A STORY of the resilience and courage of Scottish migrant Isabella Murray has been told by her great-great-great grandson and Tuncurry resident Ross Murray, in his book ‘Of Greater Worth than Gold, the History and Legacy of Isabella Murray’.
The book, which reveals the captivating story of the early Murray family, was launched at Saturday’s annual Murray Clan gathering at the Wingham Bowling Club by Jan Weeks of Tinonee, a long-time family friend who has been a committee member of the Murray Clan of NSW since its inception.
Isabella Murray was a strong woman, mother and pioneer. She arrived in Australia on the sailing ship, the Earl Grey, in 1851 as a widow with five children. Five older children had arrived earlier in 1848 on the Castle Eden. The ten children, nine boys and one girl, mostly settled in the Manning and Wallamba River catchment areas.
The Castle Eden voyage was marred by a severe storm and that of the Earl Grey by a scarlet fever outbreak, but the large family survived the ordeals to start a new life in the great southern land.
With such a large family, Ross said it is almost impossible to complete a comprehensive family tree of the Murray family. Instead, he has set out to create a starting point for others to find their own story.

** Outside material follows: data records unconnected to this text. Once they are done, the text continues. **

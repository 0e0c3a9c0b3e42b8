//! Multi-checklist aggregation
//!
//! Combines extracted checklist records into one [`SummaryRecord`]. Unlike
//! the intra-page sub-list merge, records here are independent observations,
//! so counts for the same name are summed.

use super::date_check::{DateGroups, DateWarning};
use crate::{Error, Result};
use crate::app::models::{ChecklistRecord, SpeciesEntry, SummaryRecord};
use std::collections::HashSet;
use tracing::{debug, info};

/// Running totals over a batch of checklist records
#[derive(Debug, Default)]
pub struct Aggregator {
    summary: SummaryRecord,
    locations: HashSet<String>,
    anonymous_records: usize,
    dates: DateGroups,
}

impl Aggregator {
    pub fn new() -> Self {
        Self::default()
    }

    /// Fold one checklist record into the running totals
    ///
    /// # Errors
    ///
    /// Fails if the record's date cannot be encoded as a date code, or if a
    /// species total would overflow.
    pub fn add(&mut self, record: &ChecklistRecord) -> Result<()> {
        self.dates.add(&record.identifier, record.date)?;

        self.summary.total_distance_km += record.distance_km;
        self.summary.total_minutes += record.duration_minutes;

        for participant in &record.participants {
            if !self.summary.participants.contains(participant) {
                self.summary.participants.push(participant.clone());
            }
        }
        if record.has_anonymous_participant() {
            self.anonymous_records += 1;
        }

        self.locations.insert(record.location.clone());
        accumulate_species(&mut self.summary.species, &record.species)?;

        debug!(
            "Accumulated checklist {}: {} species so far",
            record.identifier,
            self.summary.species.len()
        );
        Ok(())
    }

    /// Finish aggregation: fold subspecies, sort, and check dates
    pub fn finish(self) -> Result<(SummaryRecord, Option<DateWarning>)> {
        let mut summary = self.summary;
        summary.includes_multiple_anonymous_contributors = self.anonymous_records > 1;
        summary.distinct_location_count = self.locations.len();
        summary.species = strip_and_remerge(summary.species)?;

        info!(
            "Compiled {} checklist(s): {} participants, {} locations, {} taxa",
            self.dates.record_count(),
            summary.participant_count(),
            summary.distinct_location_count,
            summary.species.len()
        );

        Ok((summary, self.dates.warning()))
    }
}

/// Aggregate a batch of records in one call
pub fn aggregate(records: &[ChecklistRecord]) -> Result<(SummaryRecord, Option<DateWarning>)> {
    let mut aggregator = Aggregator::new();
    for record in records {
        aggregator.add(record)?;
    }
    aggregator.finish()
}

/// Sum two counts for the same name, failing instead of wrapping
fn add_counts(name: &str, total: u32, count: u32) -> Result<u32> {
    total.checked_add(count).ok_or_else(|| {
        Error::data_validation(format!(
            "Total count for '{}' exceeds {} ({} + {})",
            name,
            u32::MAX,
            total,
            count
        ))
    })
}

/// Add one checklist's species into the running list, summing counts of
/// identical (unstripped) names
///
/// # Errors
///
/// Returns `Error::DataValidation` if a summed count overflows.
pub fn accumulate_species(totals: &mut Vec<SpeciesEntry>, species: &[SpeciesEntry]) -> Result<()> {
    for entry in species {
        match totals.iter_mut().find(|existing| existing.name == entry.name) {
            Some(existing) => existing.count = add_counts(&entry.name, existing.count, entry.count)?,
            None => totals.push(entry.clone()),
        }
    }
    Ok(())
}

/// Remove a trailing subspecies qualifier from a common name
///
/// Everything from the first `(` onwards is dropped, along with the single
/// character before it: "Dark-eyed Junco (Oregon)" becomes "Dark-eyed Junco".
/// Names without `(`, or starting with it, are returned unchanged.
pub fn strip_subspecies(name: &str) -> &str {
    match name.find('(') {
        Some(open) if open > 0 => {
            let head = &name[..open];
            let mut chars = head.chars();
            chars.next_back();
            chars.as_str()
        }
        _ => name,
    }
}

/// Strip subspecies qualifiers, sum the names that now collide and sort the
/// result by taxonomic order
///
/// A folded entry keeps the lowest taxonomic order of its constituents, so a
/// species and its subspecies groups sort at the species position. The sort is
/// stable: equal orders keep first-seen order.
///
/// # Errors
///
/// Returns `Error::DataValidation` if a folded count overflows.
pub fn strip_and_remerge(species: Vec<SpeciesEntry>) -> Result<Vec<SpeciesEntry>> {
    let mut folded: Vec<SpeciesEntry> = Vec::with_capacity(species.len());

    for entry in species {
        let stripped = strip_subspecies(&entry.name);
        match folded.iter_mut().find(|existing| existing.name == stripped) {
            Some(existing) => {
                existing.count = add_counts(stripped, existing.count, entry.count)?;
                existing.taxonomic_order = existing.taxonomic_order.min(entry.taxonomic_order);
            }
            None => folded.push(SpeciesEntry::new(
                stripped,
                entry.count,
                entry.taxonomic_order,
            )),
        }
    }

    folded.sort_by_key(|entry| entry.taxonomic_order);
    Ok(folded)
}

#[cfg(test)]
mod tests {
    use super::*;
    use crate::app::models::ObservationMethod;
    use crate::constants::ANONYMOUS_PARTICIPANT;
    use chrono::NaiveDate;

    fn record(
        identifier: &str,
        participants: &[&str],
        species: Vec<SpeciesEntry>,
    ) -> ChecklistRecord {
        ChecklistRecord {
            identifier: identifier.to_string(),
            date: NaiveDate::from_ymd_opt(2020, 10, 24).unwrap(),
            location: "Central Park".to_string(),
            participants: participants.iter().map(|p| p.to_string()).collect(),
            observation_method: ObservationMethod::Traveling,
            duration_minutes: 60.0,
            distance_km: 2.0,
            species,
        }
    }

    #[test]
    fn test_accumulate_sums_counts() {
        let mut totals = vec![SpeciesEntry::new("Mallard", 5, 336)];

        accumulate_species(
            &mut totals,
            &[
                SpeciesEntry::new("Mallard", 3, 336),
                SpeciesEntry::new("Gadwall", 0, 330),
            ],
        )
        .unwrap();

        assert_eq!(
            totals,
            vec![
                SpeciesEntry::new("Mallard", 8, 336),
                SpeciesEntry::new("Gadwall", 0, 330),
            ]
        );
    }

    #[test]
    fn test_accumulate_rejects_count_overflow() {
        let mut totals = vec![SpeciesEntry::new("Mallard", u32::MAX, 336)];

        let err = accumulate_species(&mut totals, &[SpeciesEntry::new("Mallard", 1, 336)])
            .unwrap_err();

        assert!(matches!(err, Error::DataValidation { .. }));
        assert!(err.to_string().contains("Mallard"));
        assert_eq!(totals[0].count, u32::MAX);
    }

    #[test]
    fn test_strip_and_remerge_rejects_count_overflow() {
        let err = strip_and_remerge(vec![
            SpeciesEntry::new("Dark-eyed Junco (Oregon)", u32::MAX, 31730),
            SpeciesEntry::new("Dark-eyed Junco", 1, 31712),
        ])
        .unwrap_err();

        assert!(matches!(err, Error::DataValidation { .. }));
        assert!(err.to_string().contains("Dark-eyed Junco"));
    }

    #[test]
    fn test_aggregate_reports_overflow_across_checklists() {
        let records = vec![
            record("S1", &["Ada"], vec![SpeciesEntry::new("Mallard", u32::MAX, 336)]),
            record("S2", &["Ada"], vec![SpeciesEntry::new("Mallard", 2, 336)]),
        ];

        assert!(aggregate(&records).is_err());
    }

    #[test]
    fn test_strip_subspecies() {
        assert_eq!(strip_subspecies("Dark-eyed Junco (Oregon)"), "Dark-eyed Junco");
        assert_eq!(strip_subspecies("Mallard"), "Mallard");
        // Exactly one character before '(' is dropped, whatever it is
        assert_eq!(strip_subspecies("Junco(Oregon)"), "Junc");
        assert_eq!(strip_subspecies("(Oregon)"), "(Oregon)");
        assert_eq!(strip_subspecies("Cañ (x)"), "Cañ");
    }

    #[test]
    fn test_strip_and_remerge_sums_subspecies() {
        let folded = strip_and_remerge(vec![
            SpeciesEntry::new("Dark-eyed Junco (Slate-colored)", 2, 31720),
            SpeciesEntry::new("Mallard", 1, 336),
            SpeciesEntry::new("Dark-eyed Junco (Oregon)", 3, 31730),
        ])
        .unwrap();

        assert_eq!(
            folded,
            vec![
                SpeciesEntry::new("Mallard", 1, 336),
                SpeciesEntry::new("Dark-eyed Junco", 5, 31720),
            ]
        );
    }

    #[test]
    fn test_strip_and_remerge_sort_is_stable() {
        let folded = strip_and_remerge(vec![
            SpeciesEntry::new("B", 1, 5),
            SpeciesEntry::new("A", 1, 5),
            SpeciesEntry::new("C", 1, 1),
        ])
        .unwrap();

        let names: Vec<_> = folded.iter().map(|s| s.name.as_str()).collect();
        assert_eq!(names, vec!["C", "B", "A"]);
    }

    #[test]
    fn test_aggregate_totals() {
        let records = vec![
            record("S1", &["Ada"], vec![SpeciesEntry::new("Mallard", 5, 336)]),
            record("S2", &["Grace", "Ada"], vec![SpeciesEntry::new("Mallard", 3, 336)]),
        ];

        let (summary, warning) = aggregate(&records).unwrap();

        assert_eq!(summary.participants, vec!["Ada", "Grace"]);
        assert_eq!(summary.total_minutes, 120.0);
        assert_eq!(summary.total_distance_km, 4.0);
        assert_eq!(summary.distinct_location_count, 1);
        assert_eq!(summary.species, vec![SpeciesEntry::new("Mallard", 8, 336)]);
        assert!(warning.is_none());
    }

    #[test]
    fn test_anonymous_flag_needs_two_records() {
        let one = vec![
            record("S1", &["Ada", ANONYMOUS_PARTICIPANT], Vec::new()),
            record("S2", &["Grace"], Vec::new()),
        ];
        let (summary, _) = aggregate(&one).unwrap();
        assert!(!summary.includes_multiple_anonymous_contributors);
        assert!(summary.participants.iter().any(|p| p == ANONYMOUS_PARTICIPANT));

        let two = vec![
            record("S1", &["Ada", ANONYMOUS_PARTICIPANT], Vec::new()),
            record("S2", &[ANONYMOUS_PARTICIPANT], Vec::new()),
        ];
        let (summary, _) = aggregate(&two).unwrap();
        assert!(summary.includes_multiple_anonymous_contributors);
        assert_eq!(summary.participant_count(), 2);
    }

    #[test]
    fn test_aggregate_empty_batch() {
        let (summary, warning) = aggregate(&[]).unwrap();
        assert_eq!(summary, SummaryRecord::default());
        assert!(warning.is_none());
    }

    #[test]
    fn test_aggregate_unencodable_date_names_checklist() {
        let mut old = record("S42", &["Ada"], Vec::new());
        old.date = NaiveDate::from_ymd_opt(1650, 5, 5).unwrap();

        let err = aggregate(&[record("S1", &["Ada"], Vec::new()), old]).unwrap_err();

        assert!(err.to_string().contains("S42"));
        assert!(err.to_string().contains("date"));
    }
}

As an ex history teacher and previously published non-fiction author, the telling of his early family history was something Ross found fascinating and important.
As part of the process he undertook research for his book while travelling in Scotland in 2005. He visited the areas where his ancestors lived and farmed and took photographs of significant sites.
“I was very interested in the Scotland countryside from a history point of view.” Ross said.
He even came across a 400 year-old oak tree which would have formed part of the landscape when the original Murrays worked the land.
The book’s title was born from an extract from a letter written to Isabella in 1852 by a family friend who was a well-to-do member of the English gentry.
“Dwell in the love of God, seeing how he loves you. This is far greater riches than all the gold in the world.”
The letter was found in the back of a cupboard on the Camphouse property at Killawarra by Alex Murray. It was a fitting starting point for the story as the early Murray pioneers were committed Christians and played an important role in establishing Presbyterian Churches on the Manning. The family made significant contributions to their new homeland. They loved music and brought traditional Scottish music with them.
The Tuncurry local has broken his research into nine chapters which provide background on why the Murrays came to Australia, their contribution to their new home and the legacy Isabella left the family which is now scattered throughout Australia and overseas. The story goes back as far as 1669 to the earliest documented Scottish ancestor, John Murray I.
Not only will the book appeal to the Murray Clan and people of Scottish heritage but also to those interested in the early history of the Manning Valley.
“Isabella’s story is truly amazing,” Ross said.
The book is available at the Manning Valley Historical Society and Something Special Book Store in Tuncurry.